= 1957 Memorial Cup =

1957 Canadian junior ice hockey championship

The Memorial Cup trophy

The 1957 Memorial Cup final was the 39th junior ice hockey championship of the Canadian Amateur Hockey Association (CAHA). The Flin Flon Bombers won their first Memorial Cup championship by defeating the Ottawa Junior Canadiens four games to three in a best-of-seven final series held at the Whitney Forum and the Regina Exhibition Stadium. CAHA second vice-president Gordon Juckes oversaw the scheduling and discipline for the national playoffs.
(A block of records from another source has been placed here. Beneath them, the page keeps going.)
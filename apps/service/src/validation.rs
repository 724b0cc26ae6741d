//! Checks applied to configured targets before they are scheduled.

use std::collections::HashSet;

use anyhow::{Result, anyhow};
use url::Url;

use crate::config::{Config, TargetConfig};

const MIN_INTERVAL: u64 = 10; // 10 seconds
const MAX_INTERVAL: u64 = 86400; // 24 hours
const MAX_TIMEOUT: u64 = 300; // 5 minutes

/// Validate every target plus the probe, notification and cycle timeouts
pub fn validate_config(config: &Config) -> Result<()> {
    validate_timeout(config.probe.connect_timeout_seconds)?;
    validate_timeout(config.probe.read_timeout_seconds)?;
    validate_timeout(config.probe.timeout_seconds)?;
    validate_timeout(config.notifications.timeout_seconds)?;
    validate_timeout(config.notifications.connect_timeout_seconds)?;
    validate_timeout(config.scheduler.step_timeout_seconds)?;

    let mut seen = HashSet::new();
    for target in &config.targets {
        if !seen.insert(target.id.as_str()) {
            return Err(anyhow!("Duplicate target id: {}", target.id));
        }
        validate_target(target).map_err(|e| anyhow!("Target '{}': {}", target.id, e))?;
        validate_check_interval(config.interval_for(target))
            .map_err(|e| anyhow!("Target '{}': {}", target.id, e))?;
    }

    Ok(())
}

/// Validate a single target entry
pub fn validate_target(target: &TargetConfig) -> Result<()> {
    if target.id.trim().is_empty() {
        return Err(anyhow!("Target id cannot be empty"));
    }
    if target.owner.trim().is_empty() {
        return Err(anyhow!("Owner cannot be empty"));
    }

    validate_http_endpoint(&target.url)
}

/// Validate HTTP/HTTPS URL endpoint
pub fn validate_http_endpoint(target: &str) -> Result<()> {
    if target.trim().is_empty() {
        return Err(anyhow!("URL cannot be empty"));
    }

    let url = Url::parse(target).map_err(|e| {
        if target.contains("://") {
            anyhow!("Invalid URL: {}", e)
        } else {
            anyhow!("URL must include scheme (http:// or https://)")
        }
    })?;

    match url.scheme() {
        "http" | "https" => {}
        other => return Err(anyhow!("Invalid scheme '{}'. Must be http or https", other)),
    }

    if url.host_str().is_none() {
        return Err(anyhow!("URL must have a valid host"));
    }

    if url.port() == Some(0) {
        return Err(anyhow!("Port 0 is not valid"));
    }

    Ok(())
}

/// Validate check interval
pub fn validate_check_interval(interval_seconds: u64) -> Result<()> {
    if interval_seconds < MIN_INTERVAL {
        return Err(anyhow!(
            "Check interval too short: {} seconds (minimum: {})",
            interval_seconds,
            MIN_INTERVAL
        ));
    }

    if interval_seconds > MAX_INTERVAL {
        return Err(anyhow!(
            "Check interval too long: {} seconds (maximum: {})",
            interval_seconds,
            MAX_INTERVAL
        ));
    }

    Ok(())
}

/// Validate timeout is reasonable
pub fn validate_timeout(timeout_seconds: u64) -> Result<()> {
    if timeout_seconds == 0 {
        return Err(anyhow!("Timeout must be at least 1 second"));
    }

    if timeout_seconds > MAX_TIMEOUT {
        return Err(anyhow!(
            "Timeout too long: {} seconds (maximum: {})",
            timeout_seconds,
            MAX_TIMEOUT
        ));
    }

    Ok(())
}
use async_trait::async_trait;
use tracing::info;

use super::{Notifier, message};
use crate::error::NotifyError;
use crate::scan::MonitoredTarget;
use crate::transition::TransitionKind;

/// Writes transitions to the log instead of an external channel
#[derive(Debug, Default, Clone, Copy)]
pub struct LogNotifier;

#[async_trait]
impl Notifier for LogNotifier {
    async fn send(&self, owner: &str, kind: TransitionKind, target: &MonitoredTarget) -> Result<(), NotifyError> {
        info!(owner, target_id = %target.id, event = %kind, "{}", message(kind, target));
        Ok(())
    }
}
==Western Canada playoffs==
Prior to the playoffs, the Manitoba Junior Hockey League (MJHL) requested permission for its champion to be allowed three additional players on its roster if the team reached the Western Canada final. When the request was approved by a vote of Canadian Amateur Hockey Association (CAHA) branch presidents, the Flin Flon Bombers and the Saskatchewan Junior Hockey League (SJHL) objected despite a ruling by CAHA president Jimmy Dunn that the decision was made according to the CAHA constitution.

The Winnipeg Tribune reported that the decision had "started the old country-city mud-slinging campaign". Flin Flon Daily Miner editor Harry Miles wrote that, "Jimmy Dunn in Winnipeg [was] shovelling new players into the Winnipeg junior club with reckless abandon", and implied that Winnipeg had long dominated amateur sports in Manitoba and that the decisions of various sports associations made it more difficult for Flin Flon to compete. When supporters of the Bombers hanged Dunn in effigy, he responded by saying "All I hope is that the effigy looked like me. I'd hate to think they had hanged somebody else by mistake".

The Bombers defeated the Edmonton Oil Kings four wins to two in their best-of-seven semifinal series, and the Fort William Canadians defeated the Winnipeg Monarchs four wins to three with one tied game in the other semifinal. The SJHL requested permission for the Bombers to add players to its roster for the Western Canada final which was declined in a vote by CAHA branch presidents. In the best-of-seven final, the Bombers defeated the Canadians in four consecutive games to capture the Abbott Cup as champions of Western Canada and advance to the Memorial Cup final.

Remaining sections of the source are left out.